Mengen Wang, a PhD candidate from Stony Brook’s Department of Materials Science and Chemical Engineering, carried out calculations under the supervision of Deyu Lu, a physicist at Brookhaven Lab’s Center for Functional Nanomaterials (CFN). Theoretical computation helped to link all the experimental evidence together to form a coherent understanding of this fascinating system.


The team synthesized a 2D structure and successfully trapped argon atoms inside the nanosized pore structure at room temperature.

Theory and computation provided an atomic model of the argon nanocage, in particular the preferred location of the trapped Ar atom. Theory plays the key role of a “microscope” that can tell where the Ar atom wants to go based on quantum mechanical laws. Theory and computation provide insights on the mechanism of the adsorption/desorption (how the Ar atom comes in and leaves the nanocage).

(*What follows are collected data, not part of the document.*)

//! 8-bit counters.
//!
//! Counter 1 and counter 3 share the control layout and the 6-mode
//! algorithm set. They differ only in the drive-source table: counter 3 has
//! finer prescale steps and can run from an external oscillator (see
//! [`AsyncState`](crate::layout::AsyncState)), counter 1 can count pulses on
//! its input pin.
//!
//! ```text
//! byte 1   7 6 | 5 4 | 3 2 | 1 0
//!          PinA| PinB|  -  | algorithm bits 0-1
//! byte 2   7   | 6   | 5 4 | 3           | 2 1 0
//!          ImA | ImB |  -  | algorithm 2 | drive source
//! ```

use std::marker::PhantomData;

use serde::{Deserialize, Serialize};

use crate::algorithm::{AlgorithmBits, Counters13Algorithm};
use crate::layout::{BitField, PinAction};
use crate::memory::RegisterAccess;
use crate::prescale::{Counter1Prescale, Counter3Prescale, PrescaleCodec};
use crate::registers::{Counter8Addrs, COUNTER1, COUNTER3};

use super::write_changed;

/// Control register image of an 8-bit counter.
#[derive(Debug, Clone, Copy, Default, PartialEq, Eq, Serialize, Deserialize)]
pub struct Behavior8(pub [u8; 2]);

impl Behavior8 {
    pub const ALGORITHM_LOW: BitField = BitField::new(0, 0, 2);
    pub const PIN_ACTION_B: BitField = BitField::new(0, 4, 2);
    pub const PIN_ACTION_A: BitField = BitField::new(0, 6, 2);
    pub const DRIVE_SOURCE: BitField = BitField::new(1, 0, 3);
    pub const ALGORITHM_HIGH: BitField = BitField::new(1, 3, 1);
    pub const IMITATE_MARK_B: BitField = BitField::new(1, 6, 1);
    pub const IMITATE_MARK_A: BitField = BitField::new(1, 7, 1);

    /// Bits no field covers. Carried through unchanged.
    pub const RESERVED: [u8; 2] = [0b0000_1100, 0b0011_0000];

    pub fn algorithm(&self) -> Counters13Algorithm {
        Counters13Algorithm::decode(AlgorithmBits {
            low: Self::ALGORITHM_LOW.get(&self.0),
            high: Self::ALGORITHM_HIGH.get(&self.0),
        })
    }

    pub fn set_algorithm(&mut self, algorithm: Counters13Algorithm) {
        let bits = algorithm.encode();
        Self::ALGORITHM_LOW.set(&mut self.0, bits.low);
        Self::ALGORITHM_HIGH.set(&mut self.0, bits.high);
    }

    pub fn pin_action_a(&self) -> PinAction {
        PinAction::from_bits(Self::PIN_ACTION_A.get(&self.0))
    }

    pub fn set_pin_action_a(&mut self, action: PinAction) {
        Self::PIN_ACTION_A.set(&mut self.0, action.bits());
    }

    pub fn pin_action_b(&self) -> PinAction {
        PinAction::from_bits(Self::PIN_ACTION_B.get(&self.0))
    }

    pub fn set_pin_action_b(&mut self, action: PinAction) {
        Self::PIN_ACTION_B.set(&mut self.0, action.bits());
    }

    /// Raw drive-source constant; decode with the counter's
    /// [`PrescaleCodec`]. On counter 1 this is a
    /// [`DriveSource`](crate::prescale::DriveSource), on counter 3 a
    /// [`Speed`](crate::prescale::Speed): the same bits select different
    /// slowdowns.
    pub fn drive_source_bits(&self) -> u8 {
        Self::DRIVE_SOURCE.get(&self.0)
    }

    pub fn set_drive_source_bits(&mut self, bits: u8) {
        Self::DRIVE_SOURCE.set(&mut self.0, bits);
    }

    /// Strobe bits: writing 1 acts as if mark A/B matched. Always read as 0
    /// on the silicon.
    pub fn imitate_mark_a(&self) -> bool {
        Self::IMITATE_MARK_A.is_set(&self.0)
    }

    pub fn set_imitate_mark_a(&mut self, on: bool) {
        Self::IMITATE_MARK_A.set_flag(&mut self.0, on);
    }

    pub fn imitate_mark_b(&self) -> bool {
        Self::IMITATE_MARK_B.is_set(&self.0)
    }

    pub fn set_imitate_mark_b(&mut self, on: bool) {
        Self::IMITATE_MARK_B.set_flag(&mut self.0, on);
    }
}

/// Accessor for an 8-bit counter, parameterised by its prescale table.
///
/// Only [`Counter1::counter1`] and [`Counter3::counter3`] build one, so an
/// address map always comes with the drive-source table of the same counter.
///
/// ```compile_fail
/// use atmega_counters::{registers::COUNTER3, Counter1};
///
/// let _c = Counter1::new(COUNTER3);
/// ```
#[derive(Debug, Clone, Copy)]
pub struct Counter8<P: PrescaleCodec> {
    addrs: Counter8Addrs,
    _codec: PhantomData<P>,
}

pub type Counter1 = Counter8<Counter1Prescale>;
pub type Counter3 = Counter8<Counter3Prescale>;

impl Counter8<Counter1Prescale> {
    pub const fn counter1() -> Self {
        Counter8::new(COUNTER1)
    }
}

impl Counter8<Counter3Prescale> {
    pub const fn counter3() -> Self {
        Counter8::new(COUNTER3)
    }
}

impl<P: PrescaleCodec> Counter8<P> {
    const fn new(addrs: Counter8Addrs) -> Self {
        Counter8 { addrs, _codec: PhantomData }
    }

    pub fn addrs(&self) -> &Counter8Addrs {
        &self.addrs
    }

    pub fn behavior<R: RegisterAccess>(&self, regs: &R) -> Behavior8 {
        Behavior8(regs.read_bytes(self.addrs.control.addr))
    }

    /// Overwrite the whole control image, both bytes in order.
    pub fn set_behavior<R: RegisterAccess>(&self, regs: &mut R, behavior: Behavior8) {
        regs.write_bytes(self.addrs.control.addr, &behavior.0);
    }

    /// Read-modify-write of the control image. Only bytes that changed are
    /// written back.
    pub fn modify_behavior<R, F>(&self, regs: &mut R, f: F)
    where
        R: RegisterAccess,
        F: FnOnce(&mut Behavior8),
    {
        let old = self.behavior(regs);
        let mut new = old;
        f(&mut new);
        write_changed(regs, self.addrs.control.addr, &old.0, &new.0);
    }

    pub fn algorithm<R: RegisterAccess>(&self, regs: &R) -> Counters13Algorithm {
        self.behavior(regs).algorithm()
    }

    /// Change the two algorithm groups, nothing else.
    pub fn set_algorithm<R: RegisterAccess>(&self, regs: &mut R, algorithm: Counters13Algorithm) {
        self.modify_behavior(regs, |b| b.set_algorithm(algorithm));
    }
}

The calculated adsorption and desorption barriers can be used to obtain the adsorption/desorption rates that are necessary to describe such processes.

Nusnin Akter, also a Materials Science and Chemical Engineering PhD candidate, performed infrared reflection absorption spectroscopy (IRRAS) experiments under the guidance of CFN staff scientist Jorge Anibal Boscoboinik and SBU Assistant Professor Taejin Kim. The IRRAS technique showed how the atoms were connected, allowing the team to look at the vibrations between atoms and see what bonds were breaking and forming.

This research is supported by the U.S. Department of Energy, Office of Basic Energy Sciences.